I think one possibility is that such alternative explanations are very appealing to reporters, as they evoke the concept of “lost civilizations” and add a touch of mystery and drama to what might otherwise be rather dry genomics papers. And it doesn’t help that we geneticists sometimes aren’t careful about thinking through the implications of emphasizing some aspects of our results over others. When we don’t provide appropriate anthropological context for our results, it’s easy to misunderstand them. What journalists may not be aware of is that there is a long and unsavory tradition in the United States–going back to the very earliest days of European colonization–of attempts to insert Europeans into Native American history.
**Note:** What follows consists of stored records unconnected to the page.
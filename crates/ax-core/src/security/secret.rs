use std::fmt;
use zeroize::Zeroize;

/// A sensitive string that must never be logged, cloned, or serialized.
///
/// 敏感字符串：
/// - 不可 Clone
/// - 不可 Serialize / Deserialize
/// - 不可 Debug / Display 输出真实内容
/// - Drop 时清零内存
pub struct SecretString {
    inner: String,
}

impl SecretString {
    /// Create a new SecretString.
    ///
    /// 创建一个敏感字符串。
    pub fn new(value: String) -> Self {
        Self { inner: value }
    }

    /// Borrow the inner secret as &str.
    ///
    /// 只允许通过借用方式读取。
    pub fn expose(&self) -> &str {
        &self.inner
    }

    /// True when the secret holds no bytes.
    pub fn is_empty(&self) -> bool {
        self.inner.is_empty()
    }

    /// Consume and return the inner String.
    ///
    /// 显式消耗，用于必须转交所有权的场景（谨慎使用）。
    pub fn into_inner(mut self) -> String {
        let mut tmp = String::new();
        std::mem::swap(&mut self.inner, &mut tmp);
        tmp
    }
}

impl From<&str> for SecretString {
    fn from(value: &str) -> Self {
        Self::new(value.to_owned())
    }
}

impl fmt::Debug for SecretString {
    fn fmt(&self, f: &mut fmt::Formatter<'_>) -> fmt::Result {
        f.write_str("[REDACTED]")
    }
}

impl fmt::Display for SecretString {
    fn fmt(&self, f: &mut fmt::Formatter<'_>) -> fmt::Result {
        f.write_str("[REDACTED]")
    }
}

impl Drop for SecretString {
    fn drop(&mut self) {
        self.inner.zeroize();
    }
}

#[cfg(test)]
mod tests {
    use super::SecretString;

    #[test]
    fn debug_and_display_redact_the_value() {
        let secret = SecretString::new("hunter2".into());
        assert_eq!(format!("{secret:?}"), "[REDACTED]");
        assert_eq!(format!("{secret}"), "[REDACTED]");
    }

    #[test]
    fn expose_returns_the_inner_value() {
        let secret = SecretString::from("hunter2");
        assert_eq!(secret.expose(), "hunter2");
        assert!(!secret.is_empty());
    }

    #[test]
    fn into_inner_hands_over_ownership() {
        let secret = SecretString::new("hunter2".into());
        assert_eq!(secret.into_inner(), "hunter2");
    }
}
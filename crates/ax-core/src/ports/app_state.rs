//! App lifecycle event port
//!
//! Foreground/background notification channel. The auth orchestrator
//! registers one subscription at startup and tears it down on shutdown; the
//! platform layer decides where the transitions actually come from.

use tokio::sync::broadcast;

/// Coarse app lifecycle state, as mobile platforms report it.
#[derive(Debug, Clone, Copy, PartialEq, Eq, serde::Serialize, serde::Deserialize)]
pub enum AppLifecycleState {
    Active,
    Inactive,
    Background,
}

impl AppLifecycleState {
    /// Background and inactive both count as "suspended" for the
    /// incomplete-biometric-setup guard.
    pub fn is_suspended(&self) -> bool {
        matches!(self, AppLifecycleState::Inactive | AppLifecycleState::Background)
    }
}

pub trait AppStateEventsPort: Send + Sync {
    fn subscribe(&self) -> broadcast::Receiver<AppLifecycleState>;
}
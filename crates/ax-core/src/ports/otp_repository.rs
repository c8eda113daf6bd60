//! OTP challenge repository port
//!
//! Contract for the durable challenge store: upsert keyed by email (which is
//! what enforces the single-code-per-email invariant), point lookup by
//! (email, code), delete by email. Expiry is compared by the verify use case
//! against the clock port, so both the durable and the in-memory fallback
//! implementation stay dumb about time.

use async_trait::async_trait;
use thiserror::Error;

use crate::otp::OtpChallenge;

#[derive(Debug, Error)]
pub enum OtpStoreError {
    #[error("otp storage error: {0}")]
    Storage(String),
}

#[async_trait]
pub trait OtpChallengeRepositoryPort: Send + Sync {
    /// Insert or overwrite the challenge for `challenge.email`.
    async fn upsert(&self, challenge: &OtpChallenge) -> Result<(), OtpStoreError>;

    /// Exact (email, code) lookup. Returns the stored challenge regardless
    /// of expiry.
    async fn find(&self, email: &str, code: &str) -> Result<Option<OtpChallenge>, OtpStoreError>;

    /// Remove whatever challenge is stored for `email`.
    async fn delete(&self, email: &str) -> Result<(), OtpStoreError>;
}
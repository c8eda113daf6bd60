//! # ax-platform
//!
//! Platform-facing adapters: secure storage backends, the development
//! biometric gate and the app lifecycle broadcaster. Real device shells
//! (iOS/Android hosts) provide their own implementations of the same ports.

pub mod app_state;
pub mod auth_events;
pub mod biometric;
pub mod file_secure_storage;
pub mod memory_secure_storage;

pub use app_state::AppStateBroadcaster;
pub use auth_events::AuthStateBroadcaster;
pub use biometric::DevBiometricGate;
pub use file_secure_storage::FileSecureStorage;
pub use memory_secure_storage::MemorySecureStorage;
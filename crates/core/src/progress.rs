use std::time::SystemTime;

use serde::Serialize;
use uuid::Uuid;

/// Pipeline stages, in the order they run.
#[derive(Debug, Clone, Copy, PartialEq, Eq, Serialize)]
#[serde(rename_all = "snake_case")]
pub enum Stage {
    Transcript,
    Merge,
    Frames,
    Analysis,
}

impl Stage {
    pub fn as_str(&self) -> &'static str {
        match self {
            Stage::Transcript => "transcript",
            Stage::Merge => "merge",
            Stage::Frames => "frames",
            Stage::Analysis => "analysis",
        }
    }
}

#[derive(Debug, Clone, Copy, PartialEq, Eq, Serialize)]
#[serde(rename_all = "snake_case")]
pub enum StageStatus {
    Started,
    Finished,
    Skipped,
    Failed,
}

impl StageStatus {
    pub fn as_str(&self) -> &'static str {
        match self {
            StageStatus::Started => "started",
            StageStatus::Finished => "finished",
            StageStatus::Skipped => "skipped",
            StageStatus::Failed => "failed",
        }
    }
}

#[derive(Debug, Clone, Serialize)]
pub struct StageEvent {
    pub event_id: Uuid,
    pub ts: SystemTime,
    pub stage: Stage,
    pub status: StageStatus,
    pub message: String,
}

impl StageEvent {
    pub const EVENT_TYPE: &'static str = "digest.stage";

    pub fn new(stage: Stage, status: StageStatus, message: impl Into<String>) -> Self {
        Self {
            event_id: Uuid::new_v4(),
            ts: SystemTime::now(),
            stage,
            status,
            message: message.into(),
        }
    }
}

/// Receives stage events as the pipeline runs. Implementations must be cheap;
/// emit is called inline from the pipeline.
pub trait ProgressSink: Send + Sync {
    fn emit(&self, event: StageEvent);
}

/// Discards every event.
pub struct NullProgress;

impl ProgressSink for NullProgress {
    fn emit(&self, _event: StageEvent) {}
}

/// Forwards every event to the log facade.
pub struct LogProgress;

impl ProgressSink for LogProgress {
    fn emit(&self, event: StageEvent) {
        log::info!(
            "{} {}: {}",
            event.stage.as_str(),
            event.status.as_str(),
            event.message
        );
    }
}

#[cfg(test)]
mod tests {
    use super::*;
    use serde_json::json;

    #[test]
    fn events_serialize_with_snake_case_tags() {
        let event = StageEvent::new(Stage::Frames, StageStatus::Skipped, "no grabber");
        let value = serde_json::to_value(&event).unwrap();
        assert_eq!(value["stage"], json!("frames"));
        assert_eq!(value["status"], json!("skipped"));
        assert_eq!(value["message"], json!("no grabber"));
    }

    #[test]
    fn string_names_match_the_serialized_form() {
        for stage in [Stage::Transcript, Stage::Merge, Stage::Frames, Stage::Analysis] {
            let serialized = serde_json::to_value(stage).unwrap();
            assert_eq!(serialized, json!(stage.as_str()));
        }
        for status in [
            StageStatus::Started,
            StageStatus::Finished,
            StageStatus::Skipped,
            StageStatus::Failed,
        ] {
            let serialized = serde_json::to_value(status).unwrap();
            assert_eq!(serialized, json!(status.as_str()));
        }
    }

    #[test]
    fn each_event_gets_a_fresh_id() {
        let a = StageEvent::new(Stage::Merge, StageStatus::Started, "");
        let b = StageEvent::new(Stage::Merge, StageStatus::Started, "");
        assert_ne!(a.event_id, b.event_id);
    }
}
These attempts have taken many forms, as Feder and colleagues (2011)discuss:

“Even restricting ourselves to just North America, the list of such claims is long—though evidence is short—and includes: Celtic kingdoms in the northeastern United States thousands of years ago (Fell 1976); Coptic Christian settlements in ancient Michigan (based on the so-called Michigan Relics) (Halsey 2009); Roman Jews in Arizona (the Tucson Artifacts) (Burgess 2009); the Lost Tribes of Israel in Ohio (the Newark Holy Stones) (Lepper and Gill 2000); and strange mixtures of various ancient Old World peoples secreted in hideouts in the Grand Canyon in Arizona (“Explorations in Grand Canyon” 1909) and in a cave in southeastern Illinois (Burrows Cave) (Joltes 2003). These claims are predicated essentially on the same notion: ancient Europeans, Africans, or Asians came to the Americas long before Columbus and long—perhaps thousands of years—before the Norse; they settled here and had a huge impact on the native people but then somehow became lost, both to history and to historians.”
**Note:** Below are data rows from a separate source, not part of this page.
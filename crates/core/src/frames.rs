use std::path::Path;

use async_trait::async_trait;
use image_hasher::{HashAlg, Hasher, HasherConfig, ImageHash};
use log::{debug, warn};

use crate::{
    error::Result,
    types::{Frame, Segment},
};

/// Hamming distance below this means two frames are duplicates (0-64 scale).
pub const DEFAULT_DEDUP_THRESHOLD: u32 = 8;

/// Extracts a single still image at a timestamp.
///
/// Implemented outside this crate by whatever owns the video source,
/// typically an ffmpeg spawner. The implementation writes the image to
/// `output`; a missing or empty file after a successful return is treated as
/// a failed grab.
#[async_trait]
pub trait FrameGrabber: Send + Sync {
    async fn grab(&self, timestamp: f64, output: &Path) -> anyhow::Result<()>;
}

#[derive(Debug, Clone)]
pub struct FrameOptions {
    /// Maximum number of frames to keep.
    pub max_frames: usize,
    /// Hamming distance cutoff; lower keeps more near-duplicates.
    pub dedup_threshold: u32,
    /// Candidate pool size as a multiple of `max_frames`.
    pub candidate_multiplier: usize,
}

impl Default for FrameOptions {
    fn default() -> Self {
        Self {
            max_frames: 12,
            dedup_threshold: DEFAULT_DEDUP_THRESHOLD,
            candidate_multiplier: 3,
        }
    }
}

/// Uniformly sub-sample segment indices when there are more segments than
/// wanted candidates.
///
/// Deterministic stride sample: starts at index 0, strictly increasing,
/// exactly `max_candidates` long when sampling kicks in.
pub fn select_candidates(segment_count: usize, max_candidates: usize) -> Vec<usize> {
    if segment_count <= max_candidates {
        return (0..segment_count).collect();
    }
    let step = segment_count as f64 / max_candidates as f64;
    (0..max_candidates)
        .map(|i| (i as f64 * step) as usize)
        .collect()
}

/// Grab frames at the midpoints of sampled segments, keeping only those
/// perceptually distinct from every frame kept before them.
///
/// Failed grabs are skipped. A frame whose fingerprint cannot be computed is
/// kept (no basis to call it a duplicate). Discarded duplicates have their
/// image file deleted. Stops once `max_frames` frames are kept.
pub async fn extract_frames(
    grabber: &dyn FrameGrabber,
    segments: &[Segment],
    output_dir: &Path,
    options: &FrameOptions,
) -> Result<Vec<Frame>> {
    if segments.is_empty() {
        return Ok(Vec::new());
    }
    tokio::fs::create_dir_all(output_dir).await?;

    let candidates = select_candidates(
        segments.len(),
        options.max_frames * options.candidate_multiplier,
    );
    let hasher = build_hasher();

    let mut kept: Vec<Frame> = Vec::new();
    let mut kept_hashes: Vec<Option<ImageHash>> = Vec::new();

    for idx in candidates {
        if kept.len() >= options.max_frames {
            break;
        }

        let timestamp = segments[idx].midpoint();
        let path = output_dir.join(format!("frame_{:04}_{:05}.jpg", idx, timestamp as u64));

        if let Err(err) = grabber.grab(timestamp, &path).await {
            debug!("frame grab failed at {timestamp:.1}s: {err:#}");
            continue;
        }
        if !file_has_content(&path).await {
            debug!("frame grab produced no usable file at {timestamp:.1}s");
            continue;
        }

        let hash = fingerprint(&hasher, &path);
        if is_duplicate(&hash, &kept_hashes, options.dedup_threshold) {
            debug!("dropping near-duplicate frame at {timestamp:.1}s");
            if let Err(err) = tokio::fs::remove_file(&path).await {
                warn!("could not remove duplicate frame {}: {err}", path.display());
            }
            continue;
        }

        kept_hashes.push(hash);
        kept.push(Frame {
            path,
            timestamp,
            segment_index: idx,
        });
    }

    Ok(kept)
}

/// Grab frames at explicit instants instead of segment midpoints.
///
/// Each instant becomes a ±0.5s pseudo-segment so the regular pipeline,
/// dedup included, applies unchanged.
pub async fn extract_frames_at(
    grabber: &dyn FrameGrabber,
    timestamps: &[f64],
    output_dir: &Path,
    dedup_threshold: u32,
) -> Result<Vec<Frame>> {
    let segments: Vec<Segment> = timestamps
        .iter()
        .map(|&t| Segment::new((t - 0.5).max(0.0), t + 0.5, ""))
        .collect();
    let options = FrameOptions {
        max_frames: timestamps.len(),
        dedup_threshold,
        ..FrameOptions::default()
    };
    extract_frames(grabber, &segments, output_dir, &options).await
}

/// 64-bit DCT-preprocessed mean hash, the classic perceptual hash.
fn build_hasher() -> Hasher {
    HasherConfig::new()
        .hash_alg(HashAlg::Mean)
        .preproc_dct()
        .hash_size(8, 8)
        .to_hasher()
}

/// Fingerprint an image file; `None` when the file cannot be decoded.
fn fingerprint(hasher: &Hasher, path: &Path) -> Option<ImageHash> {
    match image::open(path) {
        Ok(img) => Some(hasher.hash_image(&img)),
        Err(err) => {
            warn!("could not fingerprint {}: {err}", path.display());
            None
        }
    }
}

/// A frame is a duplicate when it sits within `threshold` Hamming distance of
/// any kept fingerprint. Missing fingerprints on either side never match.
fn is_duplicate(hash: &Option<ImageHash>, kept: &[Option<ImageHash>], threshold: u32) -> bool {
    let Some(hash) = hash else {
        return false;
    };
    kept.iter()
        .flatten()
        .any(|kept_hash| hash.dist(kept_hash) < threshold)
}

async fn file_has_content(path: &Path) -> bool {
    tokio::fs::metadata(path)
        .await
        .map(|meta| meta.len() > 0)
        .unwrap_or(false)
}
This recent round of media attention is merely the latest iteration of a long tradition of emphasizing completely unsubstantiated hypotheses of European contributions to Native American prehistory. The fact is that they run counter to the consensus of over a century of research by hundreds of scholars in multiple disciplines. But that seems to be precisely what makes them attractive–the media is very fond of the story of the lone scientist (or group of scientists) radically challenging the dominant scientific paradigm. But they are doing so with complete unawareness—or worse, disregard—for the ways in which this narrative has been used over the past several centuries as a tool to de-legitimize Native Americans’ connections to their own history.

Some ideas that buck the scientific consensus are brave and new and bold and right, like the idea thatClovis peoples weren’t the first inhabitants of the Americas.

But most are brave and new and bold and wrong, like the notion thatskulls with intentional cranial deformation belong to aliens or an unprecedented new hominid species.

In this case, not only does speculating about European genetic or cultural contributions to Native American history run completely counter to existing genetic and archaeological evidence, it buys in to a long and unfortunate tradition of asserting problematic external explanations for Native American achievements. As Feder et al. (2011)put it:

“Native Americans were fully capable of developing complex and sophisticated cultures on their own without help from other societies. The archaeological record of North America clearly shows the indigenous development of the technologies, art, architecture, social systems, subsistence practices, and engineering accomplishments seen in native America. There is no archaeological or biological evidence for the presence of interlopers, and there is no need for their presence in explaining the archaeology of native America.”

Dear journalists, please delve a bit deeper into the history of research into American prehistory before trotting out discredited theories. Mavericks love to tout their iconoclasty as evidence that they’re right, but you know that’s not how science works. Ideas live or die based on whether they’re right or wrong, and the Solutrean hypothesis is simply wrong.